Work instruction:
When you reach the line in the data below that contains "for terminal in", please start repeating lines exactly, and stop after the line that contains "length, in minutes.", repeating nothing else.

(Collected data entries)

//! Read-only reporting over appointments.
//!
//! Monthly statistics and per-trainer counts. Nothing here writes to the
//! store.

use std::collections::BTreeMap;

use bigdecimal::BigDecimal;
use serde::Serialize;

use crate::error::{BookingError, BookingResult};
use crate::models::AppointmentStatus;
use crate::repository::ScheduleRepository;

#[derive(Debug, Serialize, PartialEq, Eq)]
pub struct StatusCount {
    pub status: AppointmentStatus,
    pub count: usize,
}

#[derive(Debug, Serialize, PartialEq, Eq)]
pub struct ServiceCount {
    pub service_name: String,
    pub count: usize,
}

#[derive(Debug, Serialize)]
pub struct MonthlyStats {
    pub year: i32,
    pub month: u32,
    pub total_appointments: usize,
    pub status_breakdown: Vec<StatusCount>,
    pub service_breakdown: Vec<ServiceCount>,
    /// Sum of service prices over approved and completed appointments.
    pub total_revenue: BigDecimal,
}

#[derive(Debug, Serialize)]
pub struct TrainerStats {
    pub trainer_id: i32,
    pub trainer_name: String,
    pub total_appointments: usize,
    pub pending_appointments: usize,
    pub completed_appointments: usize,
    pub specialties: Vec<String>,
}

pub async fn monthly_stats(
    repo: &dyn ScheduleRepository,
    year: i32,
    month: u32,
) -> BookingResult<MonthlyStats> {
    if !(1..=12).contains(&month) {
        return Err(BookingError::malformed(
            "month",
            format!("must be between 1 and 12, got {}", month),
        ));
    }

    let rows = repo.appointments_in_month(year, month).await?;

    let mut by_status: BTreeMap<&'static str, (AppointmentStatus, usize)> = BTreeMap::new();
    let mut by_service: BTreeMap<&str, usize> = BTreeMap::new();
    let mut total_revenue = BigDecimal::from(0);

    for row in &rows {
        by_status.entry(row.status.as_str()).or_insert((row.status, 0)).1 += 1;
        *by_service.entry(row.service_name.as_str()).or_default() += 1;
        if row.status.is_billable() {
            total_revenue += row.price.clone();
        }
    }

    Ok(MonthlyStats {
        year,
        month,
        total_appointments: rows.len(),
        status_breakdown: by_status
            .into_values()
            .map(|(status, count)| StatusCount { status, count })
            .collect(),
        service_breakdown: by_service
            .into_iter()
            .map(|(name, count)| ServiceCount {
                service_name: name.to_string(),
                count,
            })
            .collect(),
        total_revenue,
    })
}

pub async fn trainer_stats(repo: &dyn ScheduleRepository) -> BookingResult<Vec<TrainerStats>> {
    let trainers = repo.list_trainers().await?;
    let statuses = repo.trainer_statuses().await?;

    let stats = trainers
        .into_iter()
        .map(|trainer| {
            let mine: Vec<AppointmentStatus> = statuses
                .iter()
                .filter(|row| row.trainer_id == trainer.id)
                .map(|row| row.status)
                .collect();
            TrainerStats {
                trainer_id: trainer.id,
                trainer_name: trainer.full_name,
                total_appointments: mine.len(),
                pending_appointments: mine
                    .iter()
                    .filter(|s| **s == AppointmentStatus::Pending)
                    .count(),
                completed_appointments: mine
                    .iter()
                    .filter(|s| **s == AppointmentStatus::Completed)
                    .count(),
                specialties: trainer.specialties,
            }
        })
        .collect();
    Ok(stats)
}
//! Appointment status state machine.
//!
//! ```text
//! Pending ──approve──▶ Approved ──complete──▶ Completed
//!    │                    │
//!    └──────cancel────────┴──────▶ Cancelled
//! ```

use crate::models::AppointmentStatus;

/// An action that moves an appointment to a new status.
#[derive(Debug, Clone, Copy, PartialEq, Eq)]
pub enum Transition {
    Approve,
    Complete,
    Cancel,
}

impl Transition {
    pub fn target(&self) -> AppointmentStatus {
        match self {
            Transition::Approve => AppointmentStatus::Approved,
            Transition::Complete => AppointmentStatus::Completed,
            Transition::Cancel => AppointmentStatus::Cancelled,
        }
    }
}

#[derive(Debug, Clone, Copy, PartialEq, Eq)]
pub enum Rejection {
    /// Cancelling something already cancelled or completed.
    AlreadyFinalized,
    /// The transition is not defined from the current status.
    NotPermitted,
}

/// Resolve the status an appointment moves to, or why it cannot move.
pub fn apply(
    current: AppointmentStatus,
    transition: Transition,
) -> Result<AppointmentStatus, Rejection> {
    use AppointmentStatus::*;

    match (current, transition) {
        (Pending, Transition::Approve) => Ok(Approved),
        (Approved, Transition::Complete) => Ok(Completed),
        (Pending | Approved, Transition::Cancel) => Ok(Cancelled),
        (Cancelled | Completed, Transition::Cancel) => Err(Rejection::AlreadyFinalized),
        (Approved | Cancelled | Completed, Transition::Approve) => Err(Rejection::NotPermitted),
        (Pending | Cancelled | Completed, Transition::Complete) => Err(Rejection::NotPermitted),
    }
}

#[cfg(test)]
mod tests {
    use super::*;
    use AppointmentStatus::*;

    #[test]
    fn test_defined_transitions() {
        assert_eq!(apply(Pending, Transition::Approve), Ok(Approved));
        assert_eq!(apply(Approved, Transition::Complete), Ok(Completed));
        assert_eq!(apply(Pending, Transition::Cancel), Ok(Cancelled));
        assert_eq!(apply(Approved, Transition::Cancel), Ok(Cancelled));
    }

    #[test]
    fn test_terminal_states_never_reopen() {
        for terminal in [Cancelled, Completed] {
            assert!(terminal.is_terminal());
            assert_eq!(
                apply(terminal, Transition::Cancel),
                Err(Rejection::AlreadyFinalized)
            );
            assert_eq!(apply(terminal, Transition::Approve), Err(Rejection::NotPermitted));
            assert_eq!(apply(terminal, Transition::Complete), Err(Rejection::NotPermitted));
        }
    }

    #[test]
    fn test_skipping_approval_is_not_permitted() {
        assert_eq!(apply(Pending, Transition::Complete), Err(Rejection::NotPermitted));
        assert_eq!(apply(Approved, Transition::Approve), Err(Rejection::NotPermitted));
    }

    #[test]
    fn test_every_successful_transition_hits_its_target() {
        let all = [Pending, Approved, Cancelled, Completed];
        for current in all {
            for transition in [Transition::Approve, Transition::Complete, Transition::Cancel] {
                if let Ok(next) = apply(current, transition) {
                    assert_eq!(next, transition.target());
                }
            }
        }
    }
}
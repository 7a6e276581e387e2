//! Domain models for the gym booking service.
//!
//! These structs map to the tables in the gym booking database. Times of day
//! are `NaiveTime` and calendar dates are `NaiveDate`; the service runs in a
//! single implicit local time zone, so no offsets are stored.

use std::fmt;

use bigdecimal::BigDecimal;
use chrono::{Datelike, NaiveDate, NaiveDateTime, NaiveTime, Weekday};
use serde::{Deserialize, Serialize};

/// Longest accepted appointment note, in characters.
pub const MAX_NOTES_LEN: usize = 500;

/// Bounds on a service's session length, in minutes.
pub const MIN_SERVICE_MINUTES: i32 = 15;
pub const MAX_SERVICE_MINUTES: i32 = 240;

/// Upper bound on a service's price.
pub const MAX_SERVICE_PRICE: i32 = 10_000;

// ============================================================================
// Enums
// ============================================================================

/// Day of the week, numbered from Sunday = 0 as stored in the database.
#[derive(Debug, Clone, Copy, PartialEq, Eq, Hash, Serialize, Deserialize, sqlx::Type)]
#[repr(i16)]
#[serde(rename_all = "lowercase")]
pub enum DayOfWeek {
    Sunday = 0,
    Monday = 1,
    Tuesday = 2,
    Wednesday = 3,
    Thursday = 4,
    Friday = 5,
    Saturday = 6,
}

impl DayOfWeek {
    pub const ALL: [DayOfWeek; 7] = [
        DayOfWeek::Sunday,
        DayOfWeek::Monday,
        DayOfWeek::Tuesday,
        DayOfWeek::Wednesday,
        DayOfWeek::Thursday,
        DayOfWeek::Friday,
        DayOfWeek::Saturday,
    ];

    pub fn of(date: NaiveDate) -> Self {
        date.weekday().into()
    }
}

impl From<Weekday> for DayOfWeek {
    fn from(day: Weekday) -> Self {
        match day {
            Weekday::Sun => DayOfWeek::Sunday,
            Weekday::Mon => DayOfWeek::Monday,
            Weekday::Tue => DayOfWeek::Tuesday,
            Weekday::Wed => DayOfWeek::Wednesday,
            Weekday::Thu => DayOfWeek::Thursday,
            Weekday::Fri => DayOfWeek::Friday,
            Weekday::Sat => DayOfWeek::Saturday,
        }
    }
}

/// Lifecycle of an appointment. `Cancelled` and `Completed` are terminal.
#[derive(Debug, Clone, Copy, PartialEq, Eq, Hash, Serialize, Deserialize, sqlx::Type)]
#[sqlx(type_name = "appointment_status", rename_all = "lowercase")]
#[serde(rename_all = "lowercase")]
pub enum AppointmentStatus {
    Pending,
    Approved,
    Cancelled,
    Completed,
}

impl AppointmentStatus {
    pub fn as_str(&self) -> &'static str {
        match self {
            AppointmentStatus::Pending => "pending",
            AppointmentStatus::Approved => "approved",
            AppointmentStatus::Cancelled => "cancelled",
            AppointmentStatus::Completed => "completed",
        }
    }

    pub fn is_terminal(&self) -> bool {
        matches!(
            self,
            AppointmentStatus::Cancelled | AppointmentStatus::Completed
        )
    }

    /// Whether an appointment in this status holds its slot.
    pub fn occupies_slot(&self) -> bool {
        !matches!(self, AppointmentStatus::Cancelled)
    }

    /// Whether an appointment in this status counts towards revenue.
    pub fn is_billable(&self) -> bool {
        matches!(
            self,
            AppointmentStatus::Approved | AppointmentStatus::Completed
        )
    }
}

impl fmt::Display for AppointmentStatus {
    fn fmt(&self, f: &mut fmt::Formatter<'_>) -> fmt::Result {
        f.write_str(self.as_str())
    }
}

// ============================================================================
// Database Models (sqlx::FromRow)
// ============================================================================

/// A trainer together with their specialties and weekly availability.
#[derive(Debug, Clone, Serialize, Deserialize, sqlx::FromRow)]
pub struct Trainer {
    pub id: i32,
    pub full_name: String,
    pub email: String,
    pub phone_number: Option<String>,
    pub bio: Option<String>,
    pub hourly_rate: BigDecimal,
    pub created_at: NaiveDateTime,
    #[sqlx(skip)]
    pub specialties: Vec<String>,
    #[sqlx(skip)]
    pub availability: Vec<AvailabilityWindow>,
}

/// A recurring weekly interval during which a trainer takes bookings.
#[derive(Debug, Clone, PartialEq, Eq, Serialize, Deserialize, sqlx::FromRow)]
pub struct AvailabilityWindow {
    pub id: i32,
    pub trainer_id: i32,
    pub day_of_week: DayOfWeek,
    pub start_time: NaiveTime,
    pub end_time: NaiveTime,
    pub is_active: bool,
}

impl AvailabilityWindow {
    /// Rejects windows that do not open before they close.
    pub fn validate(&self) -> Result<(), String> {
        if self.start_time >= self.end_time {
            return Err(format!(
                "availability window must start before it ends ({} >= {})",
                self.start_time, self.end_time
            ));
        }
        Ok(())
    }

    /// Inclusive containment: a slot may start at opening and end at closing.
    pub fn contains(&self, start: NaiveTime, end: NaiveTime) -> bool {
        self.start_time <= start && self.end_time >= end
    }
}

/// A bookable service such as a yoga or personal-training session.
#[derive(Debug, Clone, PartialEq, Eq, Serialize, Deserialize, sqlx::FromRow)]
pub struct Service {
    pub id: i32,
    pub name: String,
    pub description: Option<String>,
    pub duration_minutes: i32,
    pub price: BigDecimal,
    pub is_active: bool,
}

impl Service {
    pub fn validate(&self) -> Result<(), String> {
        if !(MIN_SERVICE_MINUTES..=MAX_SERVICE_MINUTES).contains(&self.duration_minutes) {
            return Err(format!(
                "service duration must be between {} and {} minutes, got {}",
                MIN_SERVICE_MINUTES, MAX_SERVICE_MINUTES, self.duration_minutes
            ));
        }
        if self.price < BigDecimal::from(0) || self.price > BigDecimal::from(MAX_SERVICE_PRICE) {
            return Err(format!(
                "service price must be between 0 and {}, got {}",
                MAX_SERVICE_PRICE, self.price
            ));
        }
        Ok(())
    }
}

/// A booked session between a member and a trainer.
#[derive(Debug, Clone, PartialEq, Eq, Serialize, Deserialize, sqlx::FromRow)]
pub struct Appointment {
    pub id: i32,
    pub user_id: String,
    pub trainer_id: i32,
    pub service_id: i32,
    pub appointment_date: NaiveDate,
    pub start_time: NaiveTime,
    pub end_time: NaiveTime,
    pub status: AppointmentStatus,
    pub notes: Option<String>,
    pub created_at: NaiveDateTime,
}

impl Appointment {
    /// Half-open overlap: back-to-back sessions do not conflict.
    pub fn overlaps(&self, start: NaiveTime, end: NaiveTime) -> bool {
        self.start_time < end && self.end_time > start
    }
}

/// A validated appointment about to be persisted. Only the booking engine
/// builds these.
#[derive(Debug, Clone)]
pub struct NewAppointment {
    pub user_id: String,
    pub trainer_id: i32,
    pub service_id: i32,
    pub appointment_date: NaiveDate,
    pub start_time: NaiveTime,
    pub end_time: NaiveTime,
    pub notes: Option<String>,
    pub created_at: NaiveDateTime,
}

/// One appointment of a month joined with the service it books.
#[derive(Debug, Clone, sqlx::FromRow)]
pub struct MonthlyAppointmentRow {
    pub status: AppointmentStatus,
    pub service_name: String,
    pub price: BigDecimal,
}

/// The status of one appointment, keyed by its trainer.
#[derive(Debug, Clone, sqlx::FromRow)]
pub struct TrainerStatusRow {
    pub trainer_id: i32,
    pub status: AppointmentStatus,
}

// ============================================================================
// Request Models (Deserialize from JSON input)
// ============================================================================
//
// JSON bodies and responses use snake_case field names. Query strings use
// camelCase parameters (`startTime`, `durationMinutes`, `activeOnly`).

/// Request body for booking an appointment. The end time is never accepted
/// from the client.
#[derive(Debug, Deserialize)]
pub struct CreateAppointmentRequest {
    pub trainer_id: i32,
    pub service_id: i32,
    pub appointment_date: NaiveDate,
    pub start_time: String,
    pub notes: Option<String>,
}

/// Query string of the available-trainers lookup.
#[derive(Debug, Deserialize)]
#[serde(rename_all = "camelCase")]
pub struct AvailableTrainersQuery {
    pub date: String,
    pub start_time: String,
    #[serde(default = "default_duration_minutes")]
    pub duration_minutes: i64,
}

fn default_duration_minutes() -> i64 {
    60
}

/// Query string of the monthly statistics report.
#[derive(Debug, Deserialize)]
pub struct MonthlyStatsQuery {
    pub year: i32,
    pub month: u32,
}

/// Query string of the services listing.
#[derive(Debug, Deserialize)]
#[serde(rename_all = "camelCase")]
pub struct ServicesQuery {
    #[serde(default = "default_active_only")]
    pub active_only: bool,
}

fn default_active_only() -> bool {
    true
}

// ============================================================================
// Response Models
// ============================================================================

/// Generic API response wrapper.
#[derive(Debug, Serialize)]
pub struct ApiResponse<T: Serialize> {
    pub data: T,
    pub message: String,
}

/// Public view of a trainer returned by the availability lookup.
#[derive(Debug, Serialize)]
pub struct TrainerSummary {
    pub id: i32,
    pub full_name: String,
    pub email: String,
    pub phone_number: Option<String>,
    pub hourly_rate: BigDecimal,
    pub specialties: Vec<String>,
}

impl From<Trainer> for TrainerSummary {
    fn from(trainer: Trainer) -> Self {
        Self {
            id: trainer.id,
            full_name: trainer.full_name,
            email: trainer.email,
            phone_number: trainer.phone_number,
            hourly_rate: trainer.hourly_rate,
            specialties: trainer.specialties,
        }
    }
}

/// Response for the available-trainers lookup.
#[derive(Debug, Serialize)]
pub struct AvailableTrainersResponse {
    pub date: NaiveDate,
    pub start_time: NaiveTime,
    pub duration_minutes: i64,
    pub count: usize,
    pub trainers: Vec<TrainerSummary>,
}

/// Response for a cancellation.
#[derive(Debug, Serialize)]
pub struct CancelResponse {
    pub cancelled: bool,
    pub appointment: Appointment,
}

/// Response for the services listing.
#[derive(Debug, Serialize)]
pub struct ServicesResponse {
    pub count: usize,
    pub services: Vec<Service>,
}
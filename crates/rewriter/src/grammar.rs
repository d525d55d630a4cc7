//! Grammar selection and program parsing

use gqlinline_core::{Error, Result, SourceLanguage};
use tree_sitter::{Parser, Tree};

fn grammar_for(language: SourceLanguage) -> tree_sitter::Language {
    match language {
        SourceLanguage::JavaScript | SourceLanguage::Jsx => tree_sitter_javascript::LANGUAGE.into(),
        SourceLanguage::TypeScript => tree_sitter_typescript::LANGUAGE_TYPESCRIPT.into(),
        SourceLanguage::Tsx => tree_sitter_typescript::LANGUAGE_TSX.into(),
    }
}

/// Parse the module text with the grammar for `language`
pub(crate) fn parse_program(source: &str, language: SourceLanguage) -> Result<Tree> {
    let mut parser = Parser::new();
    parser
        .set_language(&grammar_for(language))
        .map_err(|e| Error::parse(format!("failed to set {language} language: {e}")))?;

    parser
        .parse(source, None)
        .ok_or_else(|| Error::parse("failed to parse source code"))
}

Exercise result:
        for terminal in [Cancelled, Completed] {
            assert!(terminal.is_terminal());
            assert_eq!(
                apply(terminal, Transition::Cancel),
                Err(Rejection::AlreadyFinalized)
            );
            assert_eq!(apply(terminal, Transition::Approve), Err(Rejection::NotPermitted));
            assert_eq!(apply(terminal, Transition::Complete), Err(Rejection::NotPermitted));
        }
    }

    #[test]
    fn test_skipping_approval_is_not_permitted() {
        assert_eq!(apply(Pending, Transition::Complete), Err(Rejection::NotPermitted));
        assert_eq!(apply(Approved, Transition::Approve), Err(Rejection::NotPermitted));
    }

    #[test]
    fn test_every_successful_transition_hits_its_target() {
        let all = [Pending, Approved, Cancelled, Completed];
        for current in all {
            for transition in [Transition::Approve, Transition::Complete, Transition::Cancel] {
                if let Ok(next) = apply(current, transition) {
                    assert_eq!(next, transition.target());
                }
            }
        }
    }
}
repository 7a6e276581e387e2
//! Domain models for the gym booking service.
//!
//! These structs map to the tables in the gym booking database. Times of day
//! are `NaiveTime` and calendar dates are `NaiveDate`; the service runs in a
//! single implicit local time zone, so no offsets are stored.

use std::fmt;

use bigdecimal::BigDecimal;
use chrono::{Datelike, NaiveDate, NaiveDateTime, NaiveTime, Weekday};
use serde::{Deserialize, Serialize};

/// Longest accepted appointment note, in characters.
pub const MAX_NOTES_LEN: usize = 500;

/// Bounds on a service's session length, in minutes.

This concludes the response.